HOW TO COMPLETE THIS TASK –
Exactly the lines starting at the line containing "let mut conns = Vec::new();" and ending at the line containing "once, so the" are to be written out from the listing below, both included.

======== DATASET RECORDS

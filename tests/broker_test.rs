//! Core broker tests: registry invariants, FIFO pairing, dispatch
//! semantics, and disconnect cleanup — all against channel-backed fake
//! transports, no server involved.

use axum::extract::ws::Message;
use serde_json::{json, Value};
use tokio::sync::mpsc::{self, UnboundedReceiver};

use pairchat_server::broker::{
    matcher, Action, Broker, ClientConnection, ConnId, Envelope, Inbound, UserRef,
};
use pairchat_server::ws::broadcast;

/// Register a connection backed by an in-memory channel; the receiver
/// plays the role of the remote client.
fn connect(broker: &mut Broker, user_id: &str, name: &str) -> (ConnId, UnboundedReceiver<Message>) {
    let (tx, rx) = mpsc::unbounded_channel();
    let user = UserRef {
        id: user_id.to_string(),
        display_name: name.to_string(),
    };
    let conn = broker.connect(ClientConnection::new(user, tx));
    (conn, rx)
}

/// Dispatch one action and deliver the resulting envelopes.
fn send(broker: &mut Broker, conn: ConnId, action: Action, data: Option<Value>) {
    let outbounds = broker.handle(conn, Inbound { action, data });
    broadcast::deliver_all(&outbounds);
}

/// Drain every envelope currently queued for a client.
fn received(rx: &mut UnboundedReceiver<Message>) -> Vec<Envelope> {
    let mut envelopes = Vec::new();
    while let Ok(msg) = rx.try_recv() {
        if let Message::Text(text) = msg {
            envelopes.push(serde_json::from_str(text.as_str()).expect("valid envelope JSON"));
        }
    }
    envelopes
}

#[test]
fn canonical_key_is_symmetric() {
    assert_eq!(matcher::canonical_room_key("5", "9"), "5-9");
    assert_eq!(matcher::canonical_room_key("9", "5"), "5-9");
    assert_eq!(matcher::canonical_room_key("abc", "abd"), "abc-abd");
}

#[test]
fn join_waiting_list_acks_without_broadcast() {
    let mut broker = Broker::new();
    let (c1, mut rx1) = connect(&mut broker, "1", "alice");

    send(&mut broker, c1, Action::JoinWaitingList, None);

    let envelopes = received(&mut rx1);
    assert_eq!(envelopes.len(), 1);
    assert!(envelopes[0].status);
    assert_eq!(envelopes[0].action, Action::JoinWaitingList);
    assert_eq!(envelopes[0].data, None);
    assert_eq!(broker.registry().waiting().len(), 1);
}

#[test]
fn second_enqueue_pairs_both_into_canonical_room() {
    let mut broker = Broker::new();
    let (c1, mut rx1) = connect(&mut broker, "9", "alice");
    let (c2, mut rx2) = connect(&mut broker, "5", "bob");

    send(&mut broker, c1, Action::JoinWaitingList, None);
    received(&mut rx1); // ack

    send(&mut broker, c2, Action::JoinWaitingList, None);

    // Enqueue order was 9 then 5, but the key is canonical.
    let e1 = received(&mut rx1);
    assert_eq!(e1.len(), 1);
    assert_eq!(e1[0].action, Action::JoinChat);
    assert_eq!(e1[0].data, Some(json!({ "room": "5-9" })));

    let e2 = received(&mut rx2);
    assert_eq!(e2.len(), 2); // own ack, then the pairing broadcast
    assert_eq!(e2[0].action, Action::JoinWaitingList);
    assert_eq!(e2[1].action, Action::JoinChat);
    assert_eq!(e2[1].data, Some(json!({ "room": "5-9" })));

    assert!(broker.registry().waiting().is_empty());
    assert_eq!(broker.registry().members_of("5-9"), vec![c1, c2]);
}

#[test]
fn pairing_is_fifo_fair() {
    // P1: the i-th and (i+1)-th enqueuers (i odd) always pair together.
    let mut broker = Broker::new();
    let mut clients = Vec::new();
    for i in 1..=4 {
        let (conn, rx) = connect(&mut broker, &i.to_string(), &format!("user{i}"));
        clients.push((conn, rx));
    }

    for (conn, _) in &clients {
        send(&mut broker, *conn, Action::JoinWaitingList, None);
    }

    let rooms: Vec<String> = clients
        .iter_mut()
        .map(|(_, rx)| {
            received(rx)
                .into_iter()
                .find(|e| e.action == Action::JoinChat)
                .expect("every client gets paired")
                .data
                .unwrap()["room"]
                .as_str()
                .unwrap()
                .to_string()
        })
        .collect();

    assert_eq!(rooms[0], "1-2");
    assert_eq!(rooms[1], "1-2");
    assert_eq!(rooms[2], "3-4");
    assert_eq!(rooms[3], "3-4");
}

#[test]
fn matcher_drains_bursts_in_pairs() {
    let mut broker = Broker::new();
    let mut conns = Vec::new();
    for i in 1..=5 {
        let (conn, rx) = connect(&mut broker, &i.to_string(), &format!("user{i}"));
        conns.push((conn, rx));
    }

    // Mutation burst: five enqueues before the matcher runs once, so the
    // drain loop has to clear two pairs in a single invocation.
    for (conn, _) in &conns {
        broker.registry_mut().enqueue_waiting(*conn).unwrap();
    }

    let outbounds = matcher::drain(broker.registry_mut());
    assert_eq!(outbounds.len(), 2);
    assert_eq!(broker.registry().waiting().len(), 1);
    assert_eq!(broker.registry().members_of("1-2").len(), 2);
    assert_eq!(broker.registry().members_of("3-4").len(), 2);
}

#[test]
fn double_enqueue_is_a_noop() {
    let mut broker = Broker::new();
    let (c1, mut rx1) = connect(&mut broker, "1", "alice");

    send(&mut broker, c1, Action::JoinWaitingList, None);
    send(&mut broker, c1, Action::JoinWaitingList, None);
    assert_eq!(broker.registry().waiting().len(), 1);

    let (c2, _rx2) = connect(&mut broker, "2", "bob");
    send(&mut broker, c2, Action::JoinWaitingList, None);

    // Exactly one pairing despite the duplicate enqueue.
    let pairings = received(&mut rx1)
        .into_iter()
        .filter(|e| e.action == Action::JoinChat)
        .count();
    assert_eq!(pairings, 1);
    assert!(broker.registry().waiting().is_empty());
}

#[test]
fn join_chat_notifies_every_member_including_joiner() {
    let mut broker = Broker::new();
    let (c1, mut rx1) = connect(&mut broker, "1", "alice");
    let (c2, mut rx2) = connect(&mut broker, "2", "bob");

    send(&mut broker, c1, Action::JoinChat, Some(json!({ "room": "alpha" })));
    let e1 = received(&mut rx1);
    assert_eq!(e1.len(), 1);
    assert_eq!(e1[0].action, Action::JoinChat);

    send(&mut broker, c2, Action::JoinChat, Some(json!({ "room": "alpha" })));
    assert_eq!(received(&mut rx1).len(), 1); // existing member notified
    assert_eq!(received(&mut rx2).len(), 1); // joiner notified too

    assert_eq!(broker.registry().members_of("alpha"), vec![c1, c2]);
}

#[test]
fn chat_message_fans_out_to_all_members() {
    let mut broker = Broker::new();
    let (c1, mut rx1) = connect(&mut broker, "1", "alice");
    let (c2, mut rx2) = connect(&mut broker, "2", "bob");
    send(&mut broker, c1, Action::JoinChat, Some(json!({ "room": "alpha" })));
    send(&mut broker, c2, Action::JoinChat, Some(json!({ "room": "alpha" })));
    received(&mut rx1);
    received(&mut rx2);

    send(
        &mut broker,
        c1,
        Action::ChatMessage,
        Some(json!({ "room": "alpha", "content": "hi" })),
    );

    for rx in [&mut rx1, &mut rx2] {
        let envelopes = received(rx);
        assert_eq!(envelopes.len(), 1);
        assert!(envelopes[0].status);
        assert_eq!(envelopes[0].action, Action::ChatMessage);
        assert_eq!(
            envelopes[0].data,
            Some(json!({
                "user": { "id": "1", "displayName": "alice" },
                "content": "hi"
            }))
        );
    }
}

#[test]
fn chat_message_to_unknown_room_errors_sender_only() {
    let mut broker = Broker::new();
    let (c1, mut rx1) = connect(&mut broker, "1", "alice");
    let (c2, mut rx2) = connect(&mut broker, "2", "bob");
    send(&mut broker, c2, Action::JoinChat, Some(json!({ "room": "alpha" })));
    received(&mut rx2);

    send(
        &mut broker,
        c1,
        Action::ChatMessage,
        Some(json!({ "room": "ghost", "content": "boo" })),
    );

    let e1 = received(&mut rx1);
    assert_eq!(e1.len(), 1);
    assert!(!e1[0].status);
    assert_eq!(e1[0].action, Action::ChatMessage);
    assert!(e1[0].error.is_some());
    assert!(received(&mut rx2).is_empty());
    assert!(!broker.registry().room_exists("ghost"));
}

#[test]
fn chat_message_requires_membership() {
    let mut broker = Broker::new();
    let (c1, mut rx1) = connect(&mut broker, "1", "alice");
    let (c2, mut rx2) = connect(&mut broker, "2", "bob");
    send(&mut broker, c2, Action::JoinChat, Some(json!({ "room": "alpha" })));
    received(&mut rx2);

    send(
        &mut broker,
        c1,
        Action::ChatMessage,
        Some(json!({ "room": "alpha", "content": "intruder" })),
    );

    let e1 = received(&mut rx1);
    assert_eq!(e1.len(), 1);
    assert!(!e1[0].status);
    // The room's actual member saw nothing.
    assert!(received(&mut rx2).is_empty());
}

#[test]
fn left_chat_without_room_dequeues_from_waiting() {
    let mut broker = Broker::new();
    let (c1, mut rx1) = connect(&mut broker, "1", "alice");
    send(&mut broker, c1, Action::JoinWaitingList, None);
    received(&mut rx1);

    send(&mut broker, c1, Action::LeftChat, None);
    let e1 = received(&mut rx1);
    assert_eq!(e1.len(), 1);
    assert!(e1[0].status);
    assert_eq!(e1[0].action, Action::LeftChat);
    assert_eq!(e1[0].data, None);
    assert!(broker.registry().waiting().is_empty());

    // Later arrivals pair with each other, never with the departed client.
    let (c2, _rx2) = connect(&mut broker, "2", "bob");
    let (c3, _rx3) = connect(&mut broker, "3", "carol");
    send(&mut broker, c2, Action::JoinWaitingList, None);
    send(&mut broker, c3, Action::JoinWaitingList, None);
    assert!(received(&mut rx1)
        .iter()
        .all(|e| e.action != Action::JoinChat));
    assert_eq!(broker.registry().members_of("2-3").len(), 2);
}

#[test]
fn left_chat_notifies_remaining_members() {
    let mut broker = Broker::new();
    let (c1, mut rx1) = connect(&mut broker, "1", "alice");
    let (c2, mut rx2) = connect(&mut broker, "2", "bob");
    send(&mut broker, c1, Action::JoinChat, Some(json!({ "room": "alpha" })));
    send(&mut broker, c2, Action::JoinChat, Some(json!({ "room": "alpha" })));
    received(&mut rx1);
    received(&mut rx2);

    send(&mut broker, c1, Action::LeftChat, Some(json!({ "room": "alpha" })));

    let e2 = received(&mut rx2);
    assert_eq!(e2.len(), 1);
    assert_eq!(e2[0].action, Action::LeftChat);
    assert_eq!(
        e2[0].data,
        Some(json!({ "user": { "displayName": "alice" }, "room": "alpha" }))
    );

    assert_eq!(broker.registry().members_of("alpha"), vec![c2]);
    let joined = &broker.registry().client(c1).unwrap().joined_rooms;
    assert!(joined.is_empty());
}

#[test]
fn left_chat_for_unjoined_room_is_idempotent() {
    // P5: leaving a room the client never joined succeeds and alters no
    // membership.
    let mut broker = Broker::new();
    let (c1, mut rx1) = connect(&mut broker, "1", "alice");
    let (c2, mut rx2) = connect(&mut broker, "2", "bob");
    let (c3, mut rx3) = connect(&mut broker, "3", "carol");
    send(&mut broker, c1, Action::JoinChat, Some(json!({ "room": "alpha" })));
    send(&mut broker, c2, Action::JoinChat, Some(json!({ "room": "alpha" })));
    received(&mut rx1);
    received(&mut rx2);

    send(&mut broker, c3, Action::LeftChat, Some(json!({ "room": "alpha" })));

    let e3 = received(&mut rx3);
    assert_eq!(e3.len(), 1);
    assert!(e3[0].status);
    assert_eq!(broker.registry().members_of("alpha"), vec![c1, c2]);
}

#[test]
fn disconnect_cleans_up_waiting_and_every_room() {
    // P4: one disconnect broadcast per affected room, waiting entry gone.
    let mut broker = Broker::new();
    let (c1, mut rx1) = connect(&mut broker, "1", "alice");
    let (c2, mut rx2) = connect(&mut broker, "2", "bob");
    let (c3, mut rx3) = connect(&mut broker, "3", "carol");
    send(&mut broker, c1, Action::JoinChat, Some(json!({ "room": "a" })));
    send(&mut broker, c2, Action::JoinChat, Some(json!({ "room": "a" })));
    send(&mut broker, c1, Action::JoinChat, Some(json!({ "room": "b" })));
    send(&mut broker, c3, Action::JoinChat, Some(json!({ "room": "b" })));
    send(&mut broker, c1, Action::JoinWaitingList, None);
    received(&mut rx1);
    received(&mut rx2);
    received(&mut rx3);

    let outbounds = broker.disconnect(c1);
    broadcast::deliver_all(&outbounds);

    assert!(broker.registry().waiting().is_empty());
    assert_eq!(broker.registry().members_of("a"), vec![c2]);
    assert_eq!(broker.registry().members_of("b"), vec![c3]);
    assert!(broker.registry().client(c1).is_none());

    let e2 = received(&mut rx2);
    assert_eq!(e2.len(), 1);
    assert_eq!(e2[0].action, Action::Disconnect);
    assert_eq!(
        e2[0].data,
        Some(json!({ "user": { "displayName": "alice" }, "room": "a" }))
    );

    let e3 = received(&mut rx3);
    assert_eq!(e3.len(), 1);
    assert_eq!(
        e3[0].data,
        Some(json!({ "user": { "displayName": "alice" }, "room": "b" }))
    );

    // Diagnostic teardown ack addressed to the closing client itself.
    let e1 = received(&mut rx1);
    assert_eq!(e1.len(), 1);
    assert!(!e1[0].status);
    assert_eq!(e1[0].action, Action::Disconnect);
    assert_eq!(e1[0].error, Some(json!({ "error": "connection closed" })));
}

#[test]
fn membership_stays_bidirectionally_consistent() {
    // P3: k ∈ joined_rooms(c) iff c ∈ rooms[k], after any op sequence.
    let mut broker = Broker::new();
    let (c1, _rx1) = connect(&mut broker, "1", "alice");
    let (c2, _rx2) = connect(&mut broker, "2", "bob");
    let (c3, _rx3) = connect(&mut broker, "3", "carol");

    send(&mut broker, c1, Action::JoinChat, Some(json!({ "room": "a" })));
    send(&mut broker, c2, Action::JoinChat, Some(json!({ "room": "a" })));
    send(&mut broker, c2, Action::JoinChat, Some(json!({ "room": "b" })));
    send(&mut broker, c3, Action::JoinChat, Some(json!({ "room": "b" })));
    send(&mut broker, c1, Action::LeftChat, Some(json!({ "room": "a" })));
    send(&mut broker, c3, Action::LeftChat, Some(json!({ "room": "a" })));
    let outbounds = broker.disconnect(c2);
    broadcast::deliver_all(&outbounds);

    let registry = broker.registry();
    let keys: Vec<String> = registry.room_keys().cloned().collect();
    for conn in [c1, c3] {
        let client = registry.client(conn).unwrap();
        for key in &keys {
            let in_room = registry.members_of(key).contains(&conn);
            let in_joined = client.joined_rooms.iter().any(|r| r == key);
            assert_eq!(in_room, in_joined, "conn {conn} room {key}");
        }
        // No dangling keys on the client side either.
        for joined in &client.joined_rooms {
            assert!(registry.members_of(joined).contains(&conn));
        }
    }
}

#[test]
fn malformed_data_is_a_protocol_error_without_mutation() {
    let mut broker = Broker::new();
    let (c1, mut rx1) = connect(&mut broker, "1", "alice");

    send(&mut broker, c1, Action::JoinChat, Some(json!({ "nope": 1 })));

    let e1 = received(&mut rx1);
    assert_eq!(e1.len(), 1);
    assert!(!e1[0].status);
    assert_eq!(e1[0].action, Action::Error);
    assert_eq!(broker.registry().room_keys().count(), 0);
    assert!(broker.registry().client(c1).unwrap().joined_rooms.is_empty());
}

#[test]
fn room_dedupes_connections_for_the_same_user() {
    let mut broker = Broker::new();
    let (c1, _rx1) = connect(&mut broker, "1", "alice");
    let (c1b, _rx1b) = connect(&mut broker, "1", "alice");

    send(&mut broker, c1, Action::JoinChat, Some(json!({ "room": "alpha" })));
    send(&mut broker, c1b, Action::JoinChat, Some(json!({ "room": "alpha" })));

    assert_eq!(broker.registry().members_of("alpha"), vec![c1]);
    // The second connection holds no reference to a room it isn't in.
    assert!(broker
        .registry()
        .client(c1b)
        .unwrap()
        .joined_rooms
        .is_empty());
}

================

RESULT –
    let mut conns = Vec::new();
    for i in 1..=5 {
        let (conn, rx) = connect(&mut broker, &i.to_string(), &format!("user{i}"));
        conns.push((conn, rx));
    }

    // Mutation burst: five enqueues before the matcher runs once, so the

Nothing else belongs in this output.